_WHAT THE TASK ASKS:_ Work through the listing below, copying each line that carries the word "payload".

─── DATA RECORDS

//! Admin API test client
//!
//! Translates each helper invocation into exactly one HTTP request against a
//! documented admin endpoint, awaits the response, validates its status, and
//! surfaces either the parsed payload or a typed failure to the caller.

use std::path::PathBuf;

use reqwest::multipart;
use reqwest::{Client, Method, RequestBuilder};
use tracing::{debug, warn};

use crate::config::ClientConfig;
use crate::error::{AdminClientError, AdminResult};
use crate::fixtures::{self, LICENSE_FIXTURE};
use crate::types::{
    AdminConfig, AnalyticsEnvelope, AnalyticsRow, BrandImageOutcome, CacheInvalidation,
    ClientLicense, ConfigEnvelope, LicenseEnvelope, RawResponse,
};

/// Client for the Relay server's administrative REST endpoints
///
/// Stateless apart from the ambient admin session token; every operation is
/// an independent request/response exchange.
pub struct AdminClient {
    http: Client,
    base_url: String,
    admin_token: String,
    fixtures_dir: PathBuf,
}

impl AdminClient {
    /// Create a client from configuration
    pub fn new(config: ClientConfig) -> AdminResult<Self> {
        let http = Client::builder().timeout(config.request_timeout).build()?;

        Ok(Self {
            http,
            base_url: config.base_url.trim_end_matches('/').to_string(),
            admin_token: config.admin_token,
            fixtures_dir: config.fixtures_dir,
        })
    }

    fn request(&self, method: Method, path: &str) -> RequestBuilder {
        self.http
            .request(method, format!("{}{}", self.base_url, path))
            .bearer_auth(&self.admin_token)
    }

    /// Send a request and validate its status against the documented success set
    async fn exchange(
        &self,
        path: &str,
        builder: RequestBuilder,
        expected: &[u16],
    ) -> AdminResult<RawResponse> {
        debug!(endpoint = path, "issuing admin API request");
        let response = builder.send().await?;
        let status = response.status().as_u16();
        let body = response.text().await?;

        if !expected.contains(&status) {
            warn!(endpoint = path, status, "unexpected admin API status");
            return Err(AdminClientError::unexpected(path, status, body));
        }

        Ok(RawResponse { status, body })
    }

    // =========================================================================
    // License
    // =========================================================================

    /// Fetch the client-scoped license snapshot
    pub async fn get_client_license(&self) -> AdminResult<ClientLicense> {
        let response = self
            .exchange(
                "/license/client",
                self.request(Method::GET, "/license/client"),
                &[200],
            )
            .await?;
        let envelope: LicenseEnvelope = serde_json::from_str(&response.body)?;
        Ok(envelope.license)
    }

    /// Upload a license fixture as a multipart file
    ///
    /// The fixture is resolved and read before any request is sent; a missing
    /// file fails without touching the network.
    pub async fn upload_license(&self, fixture_name: &str) -> AdminResult<RawResponse> {
        let bytes = fixtures::read(&self.fixtures_dir, fixture_name)?;
        let part = multipart::Part::bytes(bytes).file_name(fixture_name.to_string());
        let form = multipart::Form::new().part("license", part);

        self.exchange(
            "/license",
            self.request(Method::POST, "/license").multipart(form),
            &[200],
        )
        .await
    }

    /// Remove the installed license
    pub async fn delete_license(&self) -> AdminResult<RawResponse> {
        self.exchange("/license", self.request(Method::DELETE, "/license"), &[200])
            .await
    }

    /// Ensure some license is installed, uploading the fixture license if not
    ///
    /// Explicit check-then-act with an idempotent guard: when a license is
    /// already present no upload is issued, so back-to-back calls perform at
    /// most one upload in total.
    pub async fn require_license(&self) -> AdminResult<ClientLicense> {
        let license = self.get_client_license().await?;
        if license.is_installed() {
            return Ok(license);
        }

        self.upload_license(LICENSE_FIXTURE).await?;

        let license = self.get_client_license().await?;
        if license.is_installed() {
            Ok(license)
        } else {
            Err(AdminClientError::LicenseNotInstalled)
        }
    }

    /// Ensure the installed license enables a feature, uploading the fixture
    /// license if the flag is absent
    pub async fn require_license_for_feature(&self, feature: &str) -> AdminResult<ClientLicense> {
        if feature.is_empty() {
            return Err(AdminClientError::EmptyFeatureName);
        }

        let license = self.get_client_license().await?;
        if license.has_feature(feature) {
            return Ok(license);
        }

        self.upload_license(LICENSE_FIXTURE).await?;

        let license = self.get_client_license().await?;
        if license.has_feature(feature) {
            Ok(license)
        } else {
            Err(AdminClientError::FeatureNotLicensed(feature.to_string()))
        }
    }

    // =========================================================================
    // Config
    // =========================================================================

    /// Fetch the full server configuration
    pub async fn get_config(&self) -> AdminResult<AdminConfig> {
        let response = self
            .exchange("/config", self.request(Method::GET, "/config"), &[200])
            .await?;
        let envelope: ConfigEnvelope = serde_json::from_str(&response.body)?;
        Ok(envelope.config)
    }

    /// Replace the server configuration wholesale
    ///
    /// The server echoes the persisted configuration, which may differ from
    /// the submitted one in server-normalized fields.
    pub async fn update_config(&self, config: &AdminConfig) -> AdminResult<AdminConfig> {
        let response = self
            .exchange(
                "/config",
                self.request(Method::PUT, "/config").json(config),
                &[200],
            )
            .await?;
        let envelope: ConfigEnvelope = serde_json::from_str(&response.body)?;
        Ok(envelope.config)
    }

    /// Ask the server to reload its configuration, then re-fetch it
    pub async fn reload_config(&self) -> AdminResult<AdminConfig> {
        self.exchange(
            "/config/reload",
            self.request(Method::POST, "/config/reload"),
            &[200],
        )
        .await?;

        self.get_config().await
    }

    // =========================================================================
    // Analytics, caches, branding
    // =========================================================================

    /// Fetch the server's analytics metrics (server-defined order)
    pub async fn get_analytics(&self) -> AdminResult<Vec<AnalyticsRow>> {
        let response = self
            .exchange(
                "/analytics/old",
                self.request(Method::GET, "/analytics/old"),
                &[200],
            )
            .await?;
        let envelope: AnalyticsEnvelope = serde_json::from_str(&response.body)?;
        Ok(envelope.analytics)
    }

    /// Invalidate the server's caches and return its status payload
    pub async fn invalidate_caches(&self) -> AdminResult<CacheInvalidation> {
        let response = self
            .exchange(
                "/caches/invalidate",
                self.request(Method::POST, "/caches/invalidate"),
                &[200],
            )
            .await?;
        Ok(CacheInvalidation(serde_json::from_str(&response.body)?))
    }

    /// Delete the custom brand image; absence counts as success
    pub async fn delete_brand_image(&self) -> AdminResult<BrandImageOutcome> {
        let response = self
            .exchange(
                "/brand/image",
                self.request(Method::DELETE, "/brand/image"),
                &[200, 404],
            )
            .await?;

        Ok(match response.status {
            404 => BrandImageOutcome::AlreadyAbsent,
            _ => BrandImageOutcome::Deleted,
        })
    }
}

──────

_EXERCISE RESPONSE:_
//! surfaces either the parsed payload or a typed failure to the caller.
    /// Invalidate the server's caches and return its status payload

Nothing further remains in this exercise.